Il est à la mode aujourd’hui de se dire « philosophe », quand on n’est qu’un simple publiciste, ou un spécialiste de la politologie ou de la sociologie.

De même fleurissent les “ cafés philo” où l’on déclare philosophie de simples discussions politiques ou morales de bistro. Tout cela n’est que de la parodie. De même, l’étude scolaire des écrits et des systèmes des philosophes ne rend pas pour autant philosophe. Et la majorité des “ profs de philos ” ne pratiquent pas la philosophie. Car les vrais philosophes ne sont certainement pas des intellectuels.

L’intellectuel disserte sur des idées, met en forme des opinions (généralement à connotation politique) mais ne met pas en pratique les valeurs qu’il défend. La philosophie, elle, suppose que l’on “vive en philosophe ”. Au delà et derrière les systèmes théoriques des philosophes, il y a toujours une Voie qui, dans la philosophie antique comme en Orient est parfois initiatique.

Comme l’écrit Pierre Hadot ( Qu’est-ce que la philosophie antique ?) : reprendre ici citation P. 7 On le voit : une école philosophique ou un système philosophique ne peuvent pas se réduire à des “réflexions” intellectuelles, mais constituent toujours la tentative de construire une conception du monde, ce qui n’a rien à voir avec une idéologie.

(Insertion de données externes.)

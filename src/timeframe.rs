//! Per-timeframe market characterization.
//!
//! Resamples a base series to each configured timeframe and computes the
//! volatility, cost and memory statistics that decide whether the timeframe
//! is worth trading at all. Timeframes with too little history are recorded
//! as skipped rather than silently dropped.

use crate::config::AnalyzerConfig;
use crate::data::{self, ResampleRule};
use crate::error::Result;
use crate::stats;
use crate::types::Bar;
use rayon::prelude::*;
use serde::Serialize;
use tracing::{debug, info};

/// Minutes in a (non-leap) year; bars per year = this / bar width.
const MINUTES_PER_YEAR: f64 = 525_600.0;

/// Characterization of a single timeframe. Metrics that cannot be computed
/// from the available data are None, never a placeholder number.
#[derive(Debug, Clone, Serialize)]
pub struct TimeframeRow {
    pub timeframe: String,
    pub minutes: u32,
    pub n_bars: usize,
    pub bars_per_year: f64,
    /// Mean ATR divided by close, as a fraction.
    pub avg_atr_pct: Option<f64>,
    /// Round-trip cost divided by the average ATR fraction.
    pub cost_atr_ratio: Option<f64>,
    /// Whether the cost ratio clears the configured bar (strictly below).
    pub cost_pass: Option<bool>,
    /// Return standard deviation scaled to a year.
    pub ann_volatility: Option<f64>,
    /// Variance ratio of log returns at horizon q.
    pub variance_ratio: Option<f64>,
    /// Reciprocal of the variance ratio.
    pub market_efficiency: Option<f64>,
    pub autocorr_lag1: Option<f64>,
    /// Lag at which the return autocorrelation has halved.
    pub half_life: Option<usize>,
    pub skewness: Option<f64>,
    pub kurtosis: Option<f64>,
}

/// A timeframe that was not characterized, with the reason on record.
#[derive(Debug, Clone, Serialize)]
pub struct SkippedTimeframe {
    pub timeframe: String,
    pub n_bars: usize,
    pub required: usize,
    /// Human-readable explanation carried into every export.
    pub reason: String,
}

/// Output of a characterization run: ranked rows plus the skip list.
#[derive(Debug, Clone, Serialize)]
pub struct TimeframeReport {
    pub rows: Vec<TimeframeRow>,
    pub skipped: Vec<SkippedTimeframe>,
}

/// Variance ratio of log returns at aggregation horizon `q`.
///
/// Compares the variance of rolling q-bar return sums against q times the
/// one-bar variance; 1 for a random walk, above 1 for trending series,
/// below 1 for mean-reverting ones. Undefined below q + 2 observations or
/// when the one-bar variance is zero.
pub fn variance_ratio(returns: &[f64], q: usize) -> Option<f64> {
    if q < 2 || returns.len() < q + 2 {
        return None;
    }
    let var_1 = stats::variance(returns)?;
    if var_1 <= 0.0 {
        return None;
    }
    let sums: Vec<f64> = returns.windows(q).map(|w| w.iter().sum()).collect();
    let var_q = stats::variance(&sums)?;
    Some(var_q / (q as f64 * var_1))
}

/// First lag at which the return autocorrelation falls to half its lag-1
/// magnitude.
///
/// Works on demeaned returns with the normalized-sum estimator
/// rho_k = sum(r[t] * r[t-k]) / sum(r^2). Undefined without at least
/// `max_lag + 5` observations, when lag-1 autocorrelation is effectively
/// zero, or when no lag up to `max_lag` reaches the halfway point.
pub fn half_life(returns: &[f64], max_lag: usize) -> Option<usize> {
    if max_lag < 2 || returns.len() < max_lag + 5 {
        return None;
    }
    let m = stats::mean(returns)?;
    let r: Vec<f64> = returns.iter().map(|x| x - m).collect();
    let denom: f64 = r.iter().map(|x| x * x).sum();
    if denom <= 0.0 {
        return None;
    }

    let rho = |k: usize| -> f64 {
        r[k..].iter().zip(&r).map(|(a, b)| a * b).sum::<f64>() / denom
    };

    let rho_1 = rho(1);
    if rho_1.abs() < 1e-6 {
        return None;
    }
    let target = 0.5 * rho_1.abs();

    for k in 2..=max_lag {
        if rho(k).abs() <= target {
            return Some(k);
        }
    }
    None
}

/// Runs the per-timeframe characterization.
pub struct TimeframeAnalyzer<'a> {
    config: &'a AnalyzerConfig,
}

impl<'a> TimeframeAnalyzer<'a> {
    pub fn new(config: &'a AnalyzerConfig) -> Self {
        Self { config }
    }

    /// Characterize every configured timeframe of the base series.
    /// Timeframes run in parallel; the output rows are ranked.
    pub fn analyze(&self, bars: &[Bar]) -> Result<TimeframeReport> {
        info!(
            "Characterizing {} timeframes over {} base bars",
            self.config.analysis.timeframes.len(),
            bars.len()
        );

        let outcomes: Vec<Outcome> = self
            .config
            .analysis
            .timeframes
            .par_iter()
            .map(|label| self.analyze_one(label, bars))
            .collect::<Result<Vec<_>>>()?;

        let mut rows = Vec::new();
        let mut skipped = Vec::new();
        for outcome in outcomes {
            match outcome {
                Outcome::Row(row) => rows.push(row),
                Outcome::Skipped(s) => skipped.push(s),
            }
        }

        rank_rows(&mut rows);
        Ok(TimeframeReport { rows, skipped })
    }

    fn analyze_one(&self, label: &str, bars: &[Bar]) -> Result<Outcome> {
        let rule = ResampleRule::from_label(label)?;
        let minutes = rule.minutes();
        let resampled = data::resample(bars, rule);

        let required = self.config.analysis.min_bars_for(minutes);
        if resampled.len() < required {
            debug!(
                "Skipping {}: {} bars, {} required",
                label,
                resampled.len(),
                required
            );
            return Ok(Outcome::Skipped(SkippedTimeframe {
                timeframe: label.to_string(),
                n_bars: resampled.len(),
                required,
                reason: format!(
                    "{} bars of history, {} required",
                    resampled.len(),
                    required
                ),
            }));
        }

        let returns = data::log_returns(&resampled);
        let atr = data::atr_series(&resampled, self.config.analysis.atr_period);

        let atr_pcts: Vec<f64> = resampled
            .iter()
            .zip(&atr)
            .filter_map(|(bar, a)| match a {
                Some(a) if bar.close > 0.0 => Some(a / bar.close),
                _ => None,
            })
            .collect();
        let avg_atr_pct = stats::mean(&atr_pcts).filter(|v| *v > 0.0);

        let one_way = self
            .config
            .costs
            .one_way_cost(self.config.analysis.market_type);
        let cost_atr_ratio = avg_atr_pct.map(|a| 2.0 * one_way / a);
        let cost_pass = cost_atr_ratio.map(|r| r < self.config.costs.cost_atr_max);

        let vr = variance_ratio(&returns, self.config.analysis.vr_q);
        let market_efficiency = vr.filter(|v| *v > 0.0).map(|v| 1.0 / v);

        let bars_per_year = MINUTES_PER_YEAR / minutes as f64;
        Ok(Outcome::Row(TimeframeRow {
            timeframe: label.to_string(),
            minutes,
            n_bars: resampled.len(),
            bars_per_year,
            avg_atr_pct,
            cost_atr_ratio,
            cost_pass,
            ann_volatility: stats::std_dev(&returns).map(|s| s * bars_per_year.sqrt()),
            variance_ratio: vr,
            market_efficiency,
            autocorr_lag1: stats::autocorrelation(&returns, 1),
            half_life: half_life(&returns, self.config.analysis.half_life_max_lag),
            skewness: stats::skewness(&returns),
            kurtosis: stats::excess_kurtosis(&returns),
        }))
    }
}

enum Outcome {
    Row(TimeframeRow),
    Skipped(SkippedTimeframe),
}

/// Order rows best-first: passing timeframes before failing ones, then by
/// ascending cost ratio, then by descending variance ratio. Rows with an
/// undefined key sort after rows where it is defined.
pub fn rank_rows(rows: &mut [TimeframeRow]) {
    rows.sort_by(|a, b| {
        let pass_rank = |r: &TimeframeRow| match r.cost_pass {
            Some(true) => 0,
            Some(false) => 1,
            None => 2,
        };
        pass_rank(a)
            .cmp(&pass_rank(b))
            .then_with(|| cmp_option(a.cost_atr_ratio, b.cost_atr_ratio, false))
            .then_with(|| cmp_option(a.variance_ratio, b.variance_ratio, true))
    });
}

/// Compare optional floats with None last; `descending` flips the order of
/// defined values.
fn cmp_option(a: Option<f64>, b: Option<f64>, descending: bool) -> std::cmp::Ordering {
    use std::cmp::Ordering;
    match (a, b) {
        (Some(x), Some(y)) => {
            let ord = x.partial_cmp(&y).unwrap_or(Ordering::Equal);
            if descending {
                ord.reverse()
            } else {
                ord
            }
        }
        (Some(_), None) => Ordering::Less,
        (None, Some(_)) => Ordering::Greater,
        (None, None) => Ordering::Equal,
    }
}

L’intellectuel idéologue défend un système d’idées, souvent politico-économico-moral, qui se situe dans une perspective partisane, en général celle d’une conquête du pouvoir. C’est pourquoi, par exemple, on ne peut pas assimiler à des philosophes les intellectuels marxistes ou libéraux.

À la différence de l’idéologie, la conception du monde embrase des domaines qui vont bien au delà du politique, du social et de l’économique ; par exemple l’essence et le destin de l’homme, la vision de la nature, de l’histoire des civilisations, la psychologie, l’équilibre mental, l’accomplissement de soi, etc.

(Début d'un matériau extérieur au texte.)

impl Default for TrendThresholds {
    fn default() -> Self {
        Self {
            trend_score_min: 60.0,
            trend_t_stat_min: 2.0,
            range_score_max: 40.0,
            range_adx_max: 18.0,
            range_ret_vol_max: 0.8,
        }
    }
}

/// One classified rolling window, anchored at its final bar.
#[derive(Debug, Clone, Serialize)]
pub struct TrendWindowRecord {
    pub window_minutes: u32,
    pub timestamp: DateTime<Utc>,
    pub close: f64,
    pub trend_score: f64,
    pub r_squared: f64,
    pub slope: f64,
    pub slope_t_stat: f64,
    pub adx: f64,
    pub direction_consistency: f64,
    pub range_vol_ratio: f64,
    pub cumulative_return: f64,
    pub realized_volatility: f64,
    pub label: TrendLabel,
}

/// A window size that could not be evaluated, with the reason.
#[derive(Debug, Clone, Serialize)]
pub struct SkippedWindow {
    pub window_minutes: u32,
    pub reason: String,
}

#[derive(Debug, Clone, Serialize)]
pub struct WindowReport {
    pub window_minutes: u32,
    /// Rolling span in bars of the resampled series.
    pub window_bars: usize,
    pub records: Vec<TrendWindowRecord>,
}

#[derive(Debug, Clone, Serialize)]
pub struct TrendReport {
    pub windows: Vec<WindowReport>,
    pub skipped: Vec<SkippedWindow>,
}

/// ADX over the full series using simple rolling means for the True Range,
/// directional movement and DX smoothing. Entry i is defined once enough
/// history exists (roughly two smoothing periods).
pub fn adx_series(bars: &[Bar], period: usize) -> Vec<Option<f64>> {
    let n = bars.len();
    let mut out = vec![None; n];
    if period == 0 || n < 2 * period + 1 {
        return out;
    }

    // Per-bar TR and +DM/-DM, aligned so index i describes the move into
    // bar i (index 0 unused).
    let mut tr = vec![0.0; n];
    let mut plus_dm = vec![0.0; n];
    let mut minus_dm = vec![0.0; n];
    for i in 1..n {
        let prev = &bars[i - 1];
        let cur = &bars[i];
        tr[i] = (cur.high - cur.low)
            .max((cur.high - prev.close).abs())
            .max((cur.low - prev.close).abs());
        let up = cur.high - prev.high;
        let down = prev.low - cur.low;
        if up > down && up > 0.0 {
            plus_dm[i] = up;
        }
        if down > up && down > 0.0 {
            minus_dm[i] = down;
        }
    }

    // DX from rolling-mean DI values.
    let mut dx = vec![None; n];
    let mut tr_sum: f64 = tr[1..=period].iter().sum();
    let mut plus_sum: f64 = plus_dm[1..=period].iter().sum();
    let mut minus_sum: f64 = minus_dm[1..=period].iter().sum();
    for i in period..n {
        if i > period {
            tr_sum += tr[i] - tr[i - period];
            plus_sum += plus_dm[i] - plus_dm[i - period];
            minus_sum += minus_dm[i] - minus_dm[i - period];
        }
        if tr_sum > 0.0 {
            let plus_di = 100.0 * plus_sum / tr_sum;
            let minus_di = 100.0 * minus_sum / tr_sum;
            let di_sum = plus_di + minus_di;
            if di_sum > 0.0 {
                dx[i] = Some(100.0 * (plus_di - minus_di).abs() / di_sum);
            } else {
                dx[i] = Some(0.0);
            }
        }
    }

    // ADX is the rolling mean of the last `period` defined DX values.
    for i in (2 * period - 1)..n {
        let window: Vec<f64> = dx[i + 1 - period..=i].iter().flatten().copied().collect();
        if window.len() == period {
            out[i] = stats::mean(&window);
        }
    }
    out
}

/// Detects rolling trend windows across the configured window sizes.
pub struct TrendDetector<'a> {
    config: &'a AnalyzerConfig,
    thresholds: TrendThresholds,
}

Les écoles de philosophie classique, européennes ou orientales, ont étroitement associé l’enseignement théorique aux savoirs pratiques, par exemple la quête de la sagesse pour pouvoir agir sur soi-même et son propre environnement Le Musée de Pythagore, l’Académie de Platon, le Lycée d’Aristote, le Jardin d’Épicure, le Portique des Stoïciens ont formé des philosophes selon une conception du monde et une manière de manier sa vie, sans se contenter d’un enseignement théorique.

Mêmes si les voies ont été diverses et antagonistes, l’objectif est le même : réunir en un même ensemble organique les connaissances, le mental, les sentiments et le corps. Le point commun est de penser et d’agir dans la même direction, c’est-à-dire dans la même cohérence. Le but de la philosophie classe est ainsi d’opérer une transformation de soi, une auto-métamorphose, à travers l’action et la quête de la connaissance, de manière à se penser soi-même et d’agir comme un être unifié et cohérent. Et, c’est cette cohérence qui manque le plus à notre époque.

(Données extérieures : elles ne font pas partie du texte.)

#[cfg(test)]
mod tests {
    use super::*;
    use chrono::TimeZone;

    fn ts(secs: i64) -> DateTime<Utc> {
        DateTime::from_timestamp(secs, 0).unwrap()
    }

    fn bar(secs: i64, o: f64, h: f64, l: f64, c: f64, v: f64) -> Bar {
        Bar::new(ts(secs), o, h, l, c, v)
    }

    fn minute_bars(n: usize, start: f64) -> Vec<Bar> {
        (0..n)
            .map(|i| {
                let close = start + i as f64;
                bar(i as i64 * 60, close - 0.5, close + 1.0, close - 1.0, close, 100.0)
            })
            .collect()
    }

    #[test]
    fn test_parse_datetime_formats() {
        let a = parse_datetime("2024-01-15 10:30:00", None).unwrap();
        assert_eq!(a, Utc.with_ymd_and_hms(2024, 1, 15, 10, 30, 0).unwrap());
        let b = parse_datetime("2024-01-15", None).unwrap();
        assert_eq!(b, Utc.with_ymd_and_hms(2024, 1, 15, 0, 0, 0).unwrap());
        let c = parse_datetime("1705314600", None).unwrap();
        assert_eq!(c.timestamp(), 1_705_314_600);
        assert!(parse_datetime("not a date", None).is_err());
    }

    #[test]
    fn test_rule_from_label() {
        assert_eq!(ResampleRule::from_label("1m").unwrap(), ResampleRule::Minute(1));
        assert_eq!(ResampleRule::from_label("15m").unwrap(), ResampleRule::Minute(15));
        assert_eq!(ResampleRule::from_label("4h").unwrap(), ResampleRule::Hour(4));
        assert_eq!(ResampleRule::from_label("1d").unwrap(), ResampleRule::Day);
        assert_eq!(ResampleRule::from_label("1w").unwrap(), ResampleRule::Week);
        assert!(ResampleRule::from_label("0m").is_err());
        assert!(ResampleRule::from_label("2d").is_err());
        assert!(ResampleRule::from_label("x").is_err());
    }

    #[test]
    fn test_bucket_end_closed_right() {
        let rule = ResampleRule::Minute(5);
        // A bar exactly on an edge belongs to the bucket ending there.
        assert_eq!(rule.bucket_end(ts(300)), ts(300));
        assert_eq!(rule.bucket_end(ts(301)), ts(600));
        assert_eq!(rule.bucket_end(ts(599)), ts(600));
    }

    #[test]
    fn test_resample_right_labeled() {
        // Minute bars at 60..=600; 5m buckets end at 300 and 600.
        let bars: Vec<Bar> = (1..=10)
            .map(|i| {
                bar(
                    i * 60,
                    10.0 + i as f64,
                    11.0 + i as f64,
                    9.0 + i as f64,
                    10.5 + i as f64,
                    1.0,
                )
            })
            .collect();
        let out = resample(&bars, ResampleRule::Minute(5));
        assert_eq!(out.len(), 2);

        assert_eq!(out[0].timestamp, ts(300));
        assert_eq!(out[0].open, 11.0); // first bar (t=60)
        assert_eq!(out[0].close, 15.5); // last bar in bucket (t=300)
        assert_eq!(out[0].high, 16.0);
        assert_eq!(out[0].low, 10.0);
        assert_eq!(out[0].volume, 5.0);

        assert_eq!(out[1].timestamp, ts(600));
        assert_eq!(out[1].close, 20.5);
    }

    #[test]
    fn test_resample_drops_trailing_incomplete() {
        // Three minute bars; the 5m bucket would end at t=300, past the
        // last observed timestamp, so nothing is emitted.
        let bars: Vec<Bar> = (1..=3).map(|i| bar(i * 60, 1.0, 2.0, 0.5, 1.5, 1.0)).collect();
        let out = resample(&bars, ResampleRule::Minute(5));
        assert!(out.is_empty());
    }

    #[test]
    fn test_resample_skips_empty_buckets() {
        // Bars in the first and third 5m buckets only.
        let bars = vec![
            bar(60, 1.0, 2.0, 0.5, 1.5, 1.0),
            bar(300, 1.5, 2.5, 1.0, 2.0, 1.0),
            bar(700, 2.0, 3.0, 1.5, 2.5, 1.0),
            bar(900, 2.5, 3.5, 2.0, 3.0, 1.0),
        ];
        let out = resample(&bars, ResampleRule::Minute(5));
        assert_eq!(out.len(), 2);
        assert_eq!(out[0].timestamp, ts(300));
        assert_eq!(out[1].timestamp, ts(900));
    }

    #[test]
    fn test_detect_gaps() {
        let bars = vec![
            bar(0, 1.0, 1.0, 1.0, 1.0, 0.0),
            bar(60, 1.0, 1.0, 1.0, 1.0, 0.0),
            bar(300, 1.0, 1.0, 1.0, 1.0, 0.0),
        ];
        let gaps = detect_gaps(&bars, 60);
        assert_eq!(gaps.len(), 1);
        assert_eq!(gaps[0].from, ts(60));
        assert_eq!(gaps[0].to, ts(300));
        assert_eq!(gaps[0].missing_bars, 3);
    }

    #[test]
    fn test_quality_coverage() {
        let bars: Vec<Bar> = (0..10).map(|i| bar(i * 60, 1.0, 1.0, 1.0, 1.0, 0.0)).collect();
        let q = DataQuality::assess(&bars).unwrap();
        assert_eq!(q.total_bars, 10);
        assert_eq!(q.bar_spacing_secs, 60);
        assert!(q.gaps.is_empty());
        assert!((q.coverage() - 1.0).abs() < 1e-12);
    }

    #[test]
    fn test_log_and_simple_returns() {
        let bars = vec![
            bar(0, 1.0, 1.0, 1.0, 100.0, 0.0),
            bar(60, 1.0, 1.0, 1.0, 110.0, 0.0),
            bar(120, 1.0, 1.0, 1.0, 99.0, 0.0),
        ];
        let lr = log_returns(&bars);
        assert_eq!(lr.len(), 2);
        assert!((lr[0] - (110.0f64 / 100.0).ln()).abs() < 1e-12);

        let sr = simple_returns(&bars);
        assert_eq!(sr.len(), 3);
        assert!(sr[0].is_none());
        assert!((sr[1].unwrap() - 0.1).abs() < 1e-12);
        assert!((sr[2].unwrap() - (99.0 / 110.0 - 1.0)).abs() < 1e-12);
    }

    #[test]
    fn test_atr_series_rolling_mean() {
        let bars = minute_bars(6, 100.0);
        let atr = atr_series(&bars, 3);
        assert_eq!(atr.len(), 6);
        assert!(atr[0].is_none());
        assert!(atr[2].is_none());
        let tr = true_range_series(&bars);
        let expected = (tr[1].unwrap() + tr[2].unwrap() + tr[3].unwrap()) / 3.0;
        assert!((atr[3].unwrap() - expected).abs() < 1e-12);
    }

    #[test]
    fn test_load_and_save_csv_roundtrip() {
        let dir = tempfile::tempdir().unwrap();
        let path = dir.path().join("bars.csv");
        let bars = minute_bars(5, 50.0);
        save_csv(&path, &bars).unwrap();
        let loaded = load_csv(&path, &DataConfig::default()).unwrap();
        assert_eq!(loaded.len(), 5);
        assert_eq!(loaded[0].timestamp, bars[0].timestamp);
        assert!((loaded[4].close - bars[4].close).abs() < 1e-9);
    }

    #[test]
    fn test_load_csv_skips_invalid_and_dedups() {
        let dir = tempfile::tempdir().unwrap();
        let path = dir.path().join("messy.csv");
        std::fs::write(
            &path,
            "timestamp,open,high,low,close,volume\n\
             2024-01-01 00:01:00,10,11,9,10.5,100\n\
             2024-01-01 00:01:00,10,11,9,10.5,100\n\
             garbage,1,2,0.5,1,1\n\
             2024-01-01 00:02:00,10,9,11,10.5,100\n\
             2024-01-01 00:03:00,10.5,11.5,9.5,11,100\n",
        )
        .unwrap();
        let bars = load_csv(&path, &DataConfig::default()).unwrap();
        // Duplicate, unparseable-date and high<low rows all dropped.
        assert_eq!(bars.len(), 2);
    }

    #[test]
    fn test_detect_delimiter_semicolon() {
        let dir = tempfile::tempdir().unwrap();
        let path = dir.path().join("semi.csv");
        std::fs::write(
            &path,
            "date;open;high;low;close;volume\n\
             2024-01-01;100.0;105.0;99.0;104.0;1000\n\
             2024-01-02;104.0;108.0;103.0;107.0;1500\n",
        )
        .unwrap();
        let bars = load_csv(&path, &DataConfig::default()).unwrap();
        assert_eq!(bars.len(), 2);
        assert_eq!(bars[0].open, 100.0);
        assert_eq!(bars[1].close, 107.0);
    }
}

Car la plupart des penseurs et des idéologues d’aujourd’hui sont marqués par une sorte de schizophrénie, de perpétuelle contradiction entre leur discours et leur comportement. La caractéristique de la démarche philosophe et l’effort du philosophes comprennent l’impératif de ne pas séparer l’intellect du comportement, la réflexion intellectuelle et la manière de vivre. Il ne suffit pas de “penser ” pour philosopher, mais de ressentir et d’agir de la même manière, avec cohérence.

D’avoir un mode de vie en conformité avec son enseignement et des idées. Une théorie, en effet, n’est crédible que si ses adeptes en prouvent la validité en essayant de la suivre. Mais la “ morale” du philosophe n’est pas nécessairement la “ bonté ”. Elle implique simplement de vivre selon ses idées.

En effet, une pensée qui n’exige pas d’elle-même une mise en application pratique ne peut être montrée en exemple. La connaissance philosophique est assimilable à une seconde naissance, à une élévation sur le plan de la conscience. C’est pourquoi, les grands philosophes ont été des Maîtres qui formaient des disciples, par seulement intellectuellement, mais spirituellement et pratiquement.

Les disciples sont invités à progresser, grâce à l’enseignement du Maître, sur les plans parallèles de la connaissance, du comportement intérieure et de la vie intérieure.